- **Assignment**
Begin at the top of the following data. Copy each line exactly until you have copied the line containing "pub fn value(val: Value)".

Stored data

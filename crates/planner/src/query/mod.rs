use crate::query::ast::expr::{Expr, Ident};
use model::core::value::Value;

pub mod ast;
pub mod builder;
pub mod dialect;
pub mod macros;
pub mod renderer;

pub fn ident(name: &str) -> Expr {
    Expr::Identifier(Ident {
        qualifier: None,
        name: name.to_string(),
    })
}

pub fn qualified(qualifier: &str, name: &str) -> Expr {
    Expr::Identifier(Ident {
        qualifier: Some(qualifier.to_string()),
        name: name.to_string(),
    })
}

pub fn value(val: Value) -> Expr {
    Expr::Value(val)
}
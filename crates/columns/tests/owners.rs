mod common;

use columns::{
    CellAction, CellContent, Column, Filter, FilterOp, QueryPurpose, SortDirection, SourceTable,
    SqlColumn, TableManager, TableView, entity::EntityTable,
};
use common::FakeManager;
use model::core::value::Value;
use tracing_test::traced_test;

const EVENTS_QUERY: &str = concat!(
    r#"SELECT "base"."id" AS "id", "base"."owner_id" AS "owner_id", "#,
    r#""owners_0"."display_name" AS "owners[id=owner_id].display_name", "#,
    r#""owners_0"."id" AS "owners[id=owner_id].id" "#,
    r#"FROM "events" AS "base" "#,
    r#"LEFT OUTER JOIN "owners" AS "owners_0" ON ("owners_0"."id" = "base"."owner_id")"#
);

fn owners() -> EntityTable {
    EntityTable::named("owners", "owner", "display_name")
}

fn events_view() -> TableView {
    let mut view = TableView::new();
    view.add(Column::standard("id"));
    view.add(Column::entity("owner_id", owners(), false));
    view
}

fn events_manager() -> FakeManager {
    FakeManager::new("events").with_rows(
        &[
            "id",
            "owner_id",
            "owners[id=owner_id].display_name",
            "owners[id=owner_id].id",
        ],
        vec![
            vec![Value::Int(1), Value::Int(5), Value::from("alice"), Value::Int(5)],
            vec![Value::Int(2), Value::Null, Value::Null, Value::Null],
            // Owner 7 does not exist.
            vec![Value::Int(3), Value::Int(7), Value::Null, Value::Null],
        ],
    )
}

#[test]
fn events_query_joins_owners_once() {
    let manager = events_manager();
    let query = manager
        .state()
        .page_query(&events_view().projections())
        .unwrap();

    assert_eq!(query.sql, EVENTS_QUERY);
    assert_eq!(query.join_count, 1);
    assert_eq!(
        query.columns,
        vec![
            "id",
            "owner_id",
            "owners[id=owner_id].display_name",
            "owners[id=owner_id].id"
        ]
    );
}

#[traced_test]
#[tokio::test]
async fn events_render_owner_links() {
    let manager = events_manager();
    let page = events_view().load(&manager).await.unwrap();

    assert_eq!(page.headers, vec!["id", "owner_id"]);
    assert_eq!(page.rows.len(), 3);

    let alice = &page.rows[0][1];
    match &alice.content {
        CellContent::Link { label, target } => {
            assert_eq!(label, "alice");
            assert_eq!(target.table, "owners");
            assert_eq!(target.id, 5);
        }
        other => panic!("expected a link, got {other:?}"),
    }
    assert!(matches!(alice.actions[0], CellAction::Navigate { .. }));

    // NULL owner renders the empty cell.
    assert!(page.rows[1][1].is_null());

    // A dangling owner still renders, labelled by its id.
    assert_eq!(page.rows[2][1].text(), "owner 7");
    assert!(logs_contain("does not match any row"));

    let issued = manager.issued().await;
    assert_eq!(issued.len(), 1);
    assert_eq!(issued[0].purpose, QueryPurpose::Rows);
    assert_eq!(issued[0].sql, EVENTS_QUERY);
}

#[tokio::test]
async fn events_page_applies_filters_and_paging() {
    let mut manager = events_manager();
    let display_name = owners_display_name();
    manager
        .state_mut()
        .add_filter(Filter::column(display_name, FilterOp::NotEq(Value::from("bob"))));
    manager.state_mut().set_page(Some(2), Some(4));

    events_view().load(&manager).await.unwrap();

    let issued = manager.issued().await;
    let sql = &issued[0].sql;
    assert_eq!(sql.matches("JOIN").count(), 1);
    assert!(sql.ends_with(r#"WHERE ("owners_0"."display_name" != 'bob') LIMIT 2 OFFSET 4"#));
}

#[tokio::test]
async fn events_sort_by_owner_column() {
    let mut manager = events_manager();
    let view = events_view();
    let sort = view.columns()[1].sort_specs(SortDirection::Desc);
    manager.state_mut().set_sort(sort);

    view.load(&manager).await.unwrap();

    let issued = manager.issued().await;
    assert!(issued[0].sql.ends_with(r#"ORDER BY "base"."owner_id" DESC"#));
}

fn owners_display_name() -> SqlColumn {
    SqlColumn::joined(
        "display_name",
        SourceTable::new("owners").join_on("id", SqlColumn::field("owner_id")),
    )
}
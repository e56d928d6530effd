//! Defines the core rendering trait and context for converting AST to SQL.

use crate::query::{ast::common::TableRef, dialect::Dialect};
use model::core::value::Value;

pub mod expr;
pub mod select;

/// A trait for any AST node that can be rendered into a SQL string.
pub trait Render {
    fn render(&self, renderer: &mut Renderer);
}

/// A context that holds the state during the rendering process.
///
/// It accumulates the SQL string and provides access to the dialect for
/// syntax-specific details. Literals are rendered inline.
pub struct Renderer<'a> {
    pub sql: String,
    pub dialect: &'a dyn Dialect,
}

impl<'a> Renderer<'a> {
    pub fn new(dialect: &'a dyn Dialect) -> Self {
        Self {
            sql: String::new(),
            dialect,
        }
    }

    /// Consumes the renderer and returns the final SQL string.
    pub fn finish(self) -> String {
        self.sql
    }

    pub fn push_literal(&mut self, value: &Value) {
        let literal = self.dialect.render_literal(value);
        self.sql.push_str(&literal);
    }

    pub fn push_identifier(&mut self, ident: &str) {
        let quoted = self.dialect.quote_identifier(ident);
        self.sql.push_str(&quoted);
    }

    pub fn render_table_ref(&mut self, table: &TableRef) {
        if let Some(schema) = &table.schema {
            self.push_identifier(schema);
            self.sql.push('.');
        }
        self.push_identifier(&table.name);
    }
}

/// Renders any AST node with the given dialect.
pub fn render_sql(ast: &impl Render, dialect: &dyn Dialect) -> String {
    let mut renderer = Renderer::new(dialect);
    ast.render(&mut renderer);
    renderer.finish()
}
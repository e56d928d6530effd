use crate::{
    column::{Column, arg::{ArgColumn, AttributeTable}, params::ColumnParams},
    column_set::DiscoveredColumn,
    compiler::Projection,
    error::{ColumnError, ManagerError},
    manager::{QueryRequest, TableManager},
    sql_column::SqlColumn,
};
use model::core::value::Value;
use planner::query::{
    ast::{common::JoinKind, expr::{BinaryOperator, Expr}},
    builder::select::SelectBuilder,
    qualified,
    renderer::render_sql,
};
use std::collections::HashSet;
use tracing::{debug, info, warn};

/// Output name of the probe's key column.
const KEY_OUTPUT: &str = "key";
/// Alias of the embedded table query inside the probe.
const DATA_ALIAS: &str = "data";

/// One column per attribute key found in the sets the selected rows point to.
#[derive(Debug, Clone, PartialEq)]
pub struct ArgSetColumnSet {
    pub column: SqlColumn,
    /// Falls back to the manager's attribute table when unset.
    pub attributes: Option<AttributeTable>,
    pub title: Option<String>,
}

impl ArgSetColumnSet {
    pub fn new(column: impl Into<SqlColumn>) -> Self {
        ArgSetColumnSet {
            column: column.into(),
            attributes: None,
            title: None,
        }
    }

    pub fn with_title(mut self, title: impl Into<String>) -> Self {
        self.title = Some(title.into());
        self
    }

    pub fn with_attributes(mut self, attributes: AttributeTable) -> Self {
        self.attributes = Some(attributes);
        self
    }

    pub fn title(&self) -> String {
        self.title.clone().unwrap_or_else(|| self.column.id())
    }

    /// SQL listing the distinct keys of the attribute sets referenced by
    /// `table_query`, which must project the set id as the owner field.
    pub fn probe_sql(&self, table_query: &str, manager: &dyn TableManager) -> String {
        let attrs = self.attribute_table(manager);
        let key = qualified(&attrs.table, &attrs.key_field);
        let probe = SelectBuilder::new()
            .distinct()
            .select(vec![Expr::Alias {
                expr: Box::new(key.clone()),
                alias: KEY_OUTPUT.to_string(),
            }])
            .from_subquery(table_query, DATA_ALIAS)
            .join(
                JoinKind::Inner,
                planner::table_ref!(attrs.table),
                None,
                Expr::binary(
                    qualified(&attrs.table, &attrs.owner_field),
                    BinaryOperator::Eq,
                    qualified(DATA_ALIAS, &attrs.owner_field),
                ),
            )
            .order_by(key, None)
            .build();
        render_sql(&probe, manager.dialect())
    }

    fn attribute_table<'a>(&'a self, manager: &'a dyn TableManager) -> &'a AttributeTable {
        self.attributes.as_ref().unwrap_or_else(|| manager.attributes())
    }

    pub async fn discover(&self, manager: &dyn TableManager) -> Result<Vec<DiscoveredColumn>, ColumnError> {
        let attributes = self.attribute_table(manager);
        let projection = Projection::new(attributes.owner_field.as_str(), self.column.clone());
        let table_query = manager.get_sql_query(&[projection])?;
        let sql = self.probe_sql(&table_query, manager);

        info!(column = %self.column, table = %attributes.table, "Probing attribute keys");
        let result = manager.query(QueryRequest::probe(sql)).await?;
        if result.column_index(KEY_OUTPUT).is_none() {
            return Err(ManagerError::MissingColumn(KEY_OUTPUT.to_string()).into());
        }

        let mut seen = HashSet::new();
        let mut discovered = Vec::new();
        for value in result.column(KEY_OUTPUT) {
            let key = match value {
                Value::String(key) => key,
                other => {
                    warn!("Skipping attribute key of type {}", other.kind());
                    continue;
                }
            };
            if !seen.insert(key.as_str()) {
                debug!(key = %key, "Duplicate attribute key in probe result");
                continue;
            }

            let params = ColumnParams {
                title: self.title.as_ref().map(|title| format!("{title}[{key}]")),
                ..Default::default()
            };
            discovered.push(DiscoveredColumn::column(
                key.as_str(),
                Column::Arg(ArgColumn::new(self.column.clone(), key.as_str(), attributes, params)),
            ));
        }

        info!(column = %self.column, keys = discovered.len(), "Discovered attribute keys");
        Ok(discovered)
    }
}
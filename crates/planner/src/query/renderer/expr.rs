use crate::query::{
    ast::expr::{BinaryOp, BinaryOperator, Expr, Ident},
    renderer::{Render, Renderer},
};

impl Render for Expr {
    fn render(&self, r: &mut Renderer) {
        match self {
            Expr::Identifier(ident) => ident.render(r),
            Expr::Value(val) => r.push_literal(val),
            Expr::BinaryOp(op) => op.render(r),
            Expr::IsNull { expr, negated } => {
                r.sql.push('(');
                expr.render(r);
                r.sql
                    .push_str(if *negated { " IS NOT NULL)" } else { " IS NULL)" });
            }
            Expr::Alias { expr, alias } => {
                expr.render(r);
                r.sql.push_str(" AS ");
                r.push_identifier(alias);
            }
            Expr::Raw(sql) => {
                r.sql.push('(');
                r.sql.push_str(sql);
                r.sql.push(')');
            }
        }
    }
}

impl Render for Ident {
    fn render(&self, r: &mut Renderer) {
        if let Some(qualifier) = &self.qualifier {
            r.push_identifier(qualifier);
            r.sql.push('.');
        }
        r.push_identifier(&self.name);
    }
}

impl Render for BinaryOp {
    fn render(&self, r: &mut Renderer) {
        r.sql.push('(');
        self.left.render(r);

        let op_str = match self.op {
            BinaryOperator::Eq => " = ",
            BinaryOperator::NotEq => " != ",
            BinaryOperator::Lt => " < ",
            BinaryOperator::LtEq => " <= ",
            BinaryOperator::Gt => " > ",
            BinaryOperator::GtEq => " >= ",
            BinaryOperator::Glob => " GLOB ",
            BinaryOperator::And => " AND ",
            BinaryOperator::Or => " OR ",
        };
        r.sql.push_str(op_str);

        self.right.render(r);
        r.sql.push(')');
    }
}
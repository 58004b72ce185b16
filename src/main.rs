//! Stream Texture - command line driver
//!
//! Usage: stream-texture <input> <width> <height> [settings.xml]
//!
//! Feeds a compressed elementary stream to the configured decoder, uploads
//! every decoded frame into a texture and reports the pipeline counters.
//! Falls back to host-memory textures when no GPU adapter is available.

use std::env;
use std::fs::File;
use std::io::Read;
use std::path::{Path, PathBuf};
use std::process;
use std::sync::Arc;
use std::thread;
use std::time::Duration;

use stream_texture::telemetry::{init_logging, LogConfig};
use stream_texture::{
    ChannelRegistry, CpuBackend, FeedHandle, GpuContext, SessionManager, StartParams, StreamSettings,
    TextureBackend, TextureEvent, WgpuBackend,
};

const FEED_CHUNK_SIZE: usize = 64 * 1024;

struct Args {
    input: PathBuf,
    width: u32,
    height: u32,
    settings: Option<PathBuf>,
}

fn parse_args() -> Result<Args, String> {
    let args: Vec<String> = env::args().collect();
    let program = args.first().map(String::as_str).unwrap_or("stream-texture");
    if args.len() < 4 {
        return Err(format!("Usage: {} <input> <width> <height> [settings.xml]", program));
    }

    let width = args[2]
        .parse()
        .map_err(|e| format!("Invalid width '{}': {}", args[2], e))?;
    let height = args[3]
        .parse()
        .map_err(|e| format!("Invalid height '{}': {}", args[3], e))?;

    Ok(Args {
        input: PathBuf::from(&args[1]),
        width,
        height,
        settings: args.get(4).map(PathBuf::from),
    })
}

/// Stream the input file into the decoder, then close its input
fn spawn_feeder(path: &Path, feeder: FeedHandle) -> std::io::Result<thread::JoinHandle<u64>> {
    let mut file = File::open(path)?;
    thread::Builder::new()
        .name("stream-feeder".to_string())
        .spawn(move || {
            let mut buf = vec![0u8; FEED_CHUNK_SIZE];
            let mut total = 0u64;
            loop {
                let n = match file.read(&mut buf) {
                    Ok(0) => break,
                    Ok(n) => n,
                    Err(e) if e.kind() == std::io::ErrorKind::Interrupted => continue,
                    Err(e) => {
                        tracing::error!("Failed to read input: {}", e);
                        break;
                    }
                };
                if let Err(e) = feeder.feed(&buf[..n]) {
                    tracing::error!("Decoder rejected input: {}", e);
                    break;
                }
                total += n as u64;
            }
            feeder.close_input();
            total
        })
}

fn run<B: TextureBackend + 'static>(args: &Args, settings: StreamSettings, backend: B) -> Result<(), String> {
    let (registry, events) = ChannelRegistry::new();
    let mut manager = SessionManager::new(settings, backend, registry);

    let handle = manager
        .start(StartParams::new(args.width, args.height))
        .map_err(|e| format!("[{}] {}", e.code(), e))?;
    let feeder = manager.feeder(handle.id).map_err(|e| e.to_string())?;
    let producer = match spawn_feeder(&args.input, feeder) {
        Ok(p) => p,
        Err(e) => {
            manager.stop(handle.id);
            return Err(format!("Failed to open {}: {}", args.input.display(), e));
        }
    };

    let mut frames_seen = 0u64;
    while !(manager.is_finished(handle.id) && manager.pending_tasks() == 0) {
        manager.pump_timeout(Duration::from_millis(16));
        for event in events.try_iter() {
            if let TextureEvent::FrameAvailable(_) = event {
                frames_seen += 1;
                if frames_seen % 100 == 0 {
                    tracing::info!("{} frames available", frames_seen);
                }
            }
        }
    }

    let fed = producer.join().unwrap_or(0);
    let summary = manager
        .stop(handle.id)
        .ok_or_else(|| "Session vanished before stop".to_string())?;

    tracing::info!(
        "Done: {} bytes in, {} bytes decoded, {} frames uploaded, {} partial, {} failures",
        fed,
        summary.stats.bytes_decoded,
        summary.stats.frames_uploaded,
        summary.stats.partial_frames,
        summary.stats.upload_failures
    );
    if let Some(report) = summary.report {
        tracing::info!("Decoder output ended: {:?}", report.reason);
    }
    Ok(())
}

fn main() {
    // Keep the guard alive for the program duration
    let _log_guard = match init_logging(&LogConfig::from_env()) {
        Ok(guard) => guard,
        Err(e) => {
            eprintln!("Failed to initialize logging: {}", e);
            None
        }
    };

    let args = match parse_args() {
        Ok(args) => args,
        Err(msg) => {
            eprintln!("{}", msg);
            process::exit(1);
        }
    };

    let settings = match &args.settings {
        Some(path) => match StreamSettings::load_from_file(path) {
            Ok(s) => s,
            Err(e) => {
                eprintln!("Failed to load {}: {}", path.display(), e);
                process::exit(1);
            }
        },
        None => StreamSettings::load(),
    };

    let result = match GpuContext::headless_blocking() {
        Ok(gpu) => run(&args, settings, WgpuBackend::new(Arc::new(gpu))),
        Err(e) => {
            tracing::warn!("{}; uploading to host memory instead", e);
            run(&args, settings, CpuBackend)
        }
    };

    if let Err(msg) = result {
        tracing::error!("{}", msg);
        process::exit(1);
    }
}
//! Stream Texture Library
//!
//! Feeds compressed video to an out-of-process decoder, rebuilds raw frames
//! from its output on a background thread and uploads them into GPU
//! textures on the thread that owns the GPU.

pub mod decoder;
pub mod dispatch;
pub mod error;
pub mod gpu_context;
pub mod session;
pub mod settings;
pub mod telemetry;
pub mod video;

pub use decoder::{BacklogPolicy, DecoderCommand, ProcessChannel, ReassemblerHandle, ReassemblyReport, StopReason};
pub use dispatch::{Dispatcher, Poster};
pub use error::{StreamError, StreamResult};
pub use gpu_context::{GpuContext, GpuContextError};
pub use session::{FeedHandle, FeedRequest, Session, SessionManager, SessionSummary, StartParams, StartRequest};
pub use settings::{DecoderSettings, SettingsError, StreamSettings};
pub use video::{
    ChannelRegistry, CpuBackend, FrameLayout, NullRegistry, PendingFrame, PixelFormat, StreamTexture,
    TextureBackend, TextureEvent, TextureHandle, TextureId, TextureRegistry, UploadEngine, WgpuBackend,
};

- **Answer for the task**
filename crates/planner/src/query/mod.rs
use crate::query::ast::expr::{Expr, Ident};
use model::core::value::Value;

pub mod ast;
pub mod builder;
pub mod dialect;
pub mod macros;
pub mod renderer;

pub fn ident(name: &str) -> Expr {
    Expr::Identifier(Ident {
        qualifier: None,
        name: name.to_string(),
    })
}

pub fn qualified(qualifier: &str, name: &str) -> Expr {
    Expr::Identifier(Ident {
        qualifier: Some(qualifier.to_string()),
        name: name.to_string(),
    })
}

pub fn value(val: Value) -> Expr {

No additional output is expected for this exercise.